Diary

David Owen  

       When I am on the road–as I am now, in Augusta, Ga.–I have a hard time keeping up with my kids. Specifically, I have a hard time keeping up with my daughter, whose world has suddenly become one of rapidly developing romantic crises. She is in seventh grade, and the girls in her class now spend essentially all their time debating whether one or another of them ought or ought not to be “going out” with one or another of the boys. I use quotation marks because the activity in question involves neither “going” nor “out.”
       Here’s what happens. One of the girls sets her sights on one of the boys and asks him if he would like to “go out.” He says that he would not.

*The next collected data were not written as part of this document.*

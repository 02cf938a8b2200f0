use chrono::Utc;
use log::{debug, trace};
use sqlx::SqliteConnection;

use crate::db_types::{NewRegistration, PaymentStatus, ReconciliationView, Registration, RegistrationId, Won};

/// Registration columns joined with the competition and participation group. Both joins are outer joins since a
/// registration can outlive its group.
const VIEW_SELECT: &str = r#"
    SELECT
        r.id AS id,
        r.name AS name,
        r.phone AS phone,
        r.email AS email,
        r.depositor_name AS depositor_name,
        r.distance AS distance,
        r.entry_fee AS entry_fee,
        r.payment_status AS payment_status,
        r.created_at AS created_at,
        c.title AS competition_title,
        c.date AS competition_date,
        c.location AS competition_location,
        g.name AS group_name,
        g.distance AS group_distance
    FROM registrations r
    LEFT JOIN competitions c ON c.id = r.competition_id
    LEFT JOIN participation_groups g ON g.id = r.participation_group_id
"#;

/// Inserts the registration in the `pending` state. The entry fee and id must already be resolved by the caller.
pub async fn insert_registration(
    id: &RegistrationId,
    registration: NewRegistration,
    entry_fee: Won,
    conn: &mut SqliteConnection,
) -> Result<Registration, sqlx::Error> {
    let created_at = registration.created_at;
    let registration: Registration = sqlx::query_as(
        r#"
            INSERT INTO registrations (
                id, competition_id, participation_group_id, user_id, name, phone, email, depositor_name, distance,
                entry_fee, payment_status, guest_password_hash, created_at, updated_at
            )
            VALUES ($1, $2, $3, $4, $5, $6, $7, $8, $9, $10, $11, $12, $13, $14)
            RETURNING *
        "#,
    )
    .bind(id.as_str())
    .bind(registration.competition_id)
    .bind(registration.participation_group_id)
    .bind(registration.user_id)
    .bind(registration.name)
    .bind(registration.phone)
    .bind(registration.email)
    .bind(registration.depositor_name)
    .bind(registration.distance)
    .bind(entry_fee)
    .bind(PaymentStatus::Pending)
    .bind(registration.guest_password_hash)
    .bind(created_at)
    .bind(created_at)
    .fetch_one(conn)
    .await?;
    trace!("🗃️ Inserted new registration: {registration:?}");
    Ok(registration)
}

pub async fn fetch_registration(
    id: &RegistrationId,
    conn: &mut SqliteConnection,
) -> Result<Option<Registration>, sqlx::Error> {
    let registration =
        sqlx::query_as("SELECT * FROM registrations WHERE id = $1").bind(id.as_str()).fetch_optional(conn).await?;
    Ok(registration)
}

pub async fn fetch_reconciliation_view(
    id: &RegistrationId,
    conn: &mut SqliteConnection,
) -> Result<Option<ReconciliationView>, sqlx::Error> {
    let query = format!("{VIEW_SELECT} WHERE r.id = $1");
    let view = sqlx::query_as(&query).bind(id.as_str()).fetch_optional(conn).await?;
    Ok(view)
}

/// All pending registrations, newest first. Ties on the creation time are broken by id, descending.
pub async fn fetch_pending_views(conn: &mut SqliteConnection) -> Result<Vec<ReconciliationView>, sqlx::Error> {
    let query = format!("{VIEW_SELECT} WHERE r.payment_status = $1 ORDER BY r.created_at DESC, r.id DESC");
    let views = sqlx::query_as(&query).bind(PaymentStatus::Pending).fetch_all(conn).await?;
    trace!("🗃️ Fetched {} pending registrations", views.len());
    Ok(views)
}

pub async fn fetch_registrations_for_user(
    user_id: &str,
    conn: &mut SqliteConnection,
) -> Result<Vec<Registration>, sqlx::Error> {
    let registrations =
        sqlx::query_as("SELECT * FROM registrations WHERE user_id = $1 ORDER BY created_at DESC, id DESC")
            .bind(user_id)
            .fetch_all(conn)
            .await?;
    Ok(registrations)
}

/// Guest registrations (no user id) in the competition under the given name. Password checks are left to the caller.
pub async fn fetch_guest_registrations(
    competition_id: i64,
    name: &str,
    conn: &mut SqliteConnection,
) -> Result<Vec<Registration>, sqlx::Error> {
    let registrations = sqlx::query_as(
        r#"
            SELECT * FROM registrations
            WHERE competition_id = $1 AND name = $2 AND user_id IS NULL AND guest_password_hash IS NOT NULL
            ORDER BY created_at DESC, id DESC
        "#,
    )
    .bind(competition_id)
    .bind(name)
    .fetch_all(conn)
    .await?;
    Ok(registrations)
}

/// Returns the id of a live (not cancelled) registration for the member in the competition, if any.
pub async fn find_live_registration_for_user(
    competition_id: i64,
    user_id: &str,
    conn: &mut SqliteConnection,
) -> Result<Option<RegistrationId>, sqlx::Error> {
    let id = sqlx::query_scalar(
        "SELECT id FROM registrations WHERE competition_id = $1 AND user_id = $2 AND payment_status <> $3 LIMIT 1",
    )
    .bind(competition_id)
    .bind(user_id)
    .bind(PaymentStatus::Cancelled)
    .fetch_optional(conn)
    .await?;
    Ok(id)
}

/// Moves a registration from `pending` to `confirmed` in a single conditional statement.
///
/// Returns `None` if no row was updated: either there is no such registration or it is no longer pending. Concurrent
/// callers racing on the same id are serialised by the database, so exactly one of them gets `Some`. Run it in a
/// transaction and commit before reporting the result.
pub async fn confirm_if_pending(
    id: &RegistrationId,
    conn: &mut SqliteConnection,
) -> Result<Option<Registration>, sqlx::Error> {
    // Step the statement to completion so that it is reset before the caller commits
    let updated: Vec<Registration> = sqlx::query_as(
        r#"
            UPDATE registrations SET payment_status = $1, updated_at = $2
            WHERE id = $3 AND payment_status = $4
            RETURNING *
        "#,
    )
    .bind(PaymentStatus::Confirmed)
    .bind(Utc::now())
    .bind(id.as_str())
    .bind(PaymentStatus::Pending)
    .fetch_all(conn)
    .await?;
    let registration = updated.into_iter().next();
    if registration.is_some() {
        debug!("🗃️ Registration {id} is now confirmed");
    }
    Ok(registration)
}

/// Moves a registration from `pending` to `cancelled`. Counterpart of [`confirm_if_pending`].
pub async fn cancel_if_pending(
    id: &RegistrationId,
    conn: &mut SqliteConnection,
) -> Result<Option<Registration>, sqlx::Error> {
    // Step the statement to completion so that it is reset before the caller commits
    let updated: Vec<Registration> = sqlx::query_as(
        r#"
            UPDATE registrations SET payment_status = $1, updated_at = $2
            WHERE id = $3 AND payment_status = $4
            RETURNING *
        "#,
    )
    .bind(PaymentStatus::Cancelled)
    .bind(Utc::now())
    .bind(id.as_str())
    .bind(PaymentStatus::Pending)
    .fetch_all(conn)
    .await?;
    let registration = updated.into_iter().next();
    if registration.is_some() {
        debug!("🗃️ Registration {id} is now cancelled");
    }
    Ok(registration)
}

Dire notes are passed among the girls, and secret meetings are held. A committee of the girl’s advisers tracks down the boy after class and confronts him with evidence that he and the girl are perfect for each other. The boy, seeing no escape, relents. The girls celebrate. The next day, the boy decides that, although he would not have chosen this fate for himself, he might as well act the part, and he waits in the hallway to walk with the girl to lunch. She finds his attention suffocating and disgusting, and angrily brushes past him. The next day, the girl–after sobbing with her advisers on the phone far into the night–breaks up with him and, not infrequently, informs him that she hates him.
       Someday, I know, the boys will have hormones, too, and the stakes will irrevocably be raised. For the time being, though, I am good at giving advice. When my daughter comes to me in anguish and says that Heidi and Kyle, for example, don’t seem to be getting along, I know exactly what to say: “I think they ought to break up.”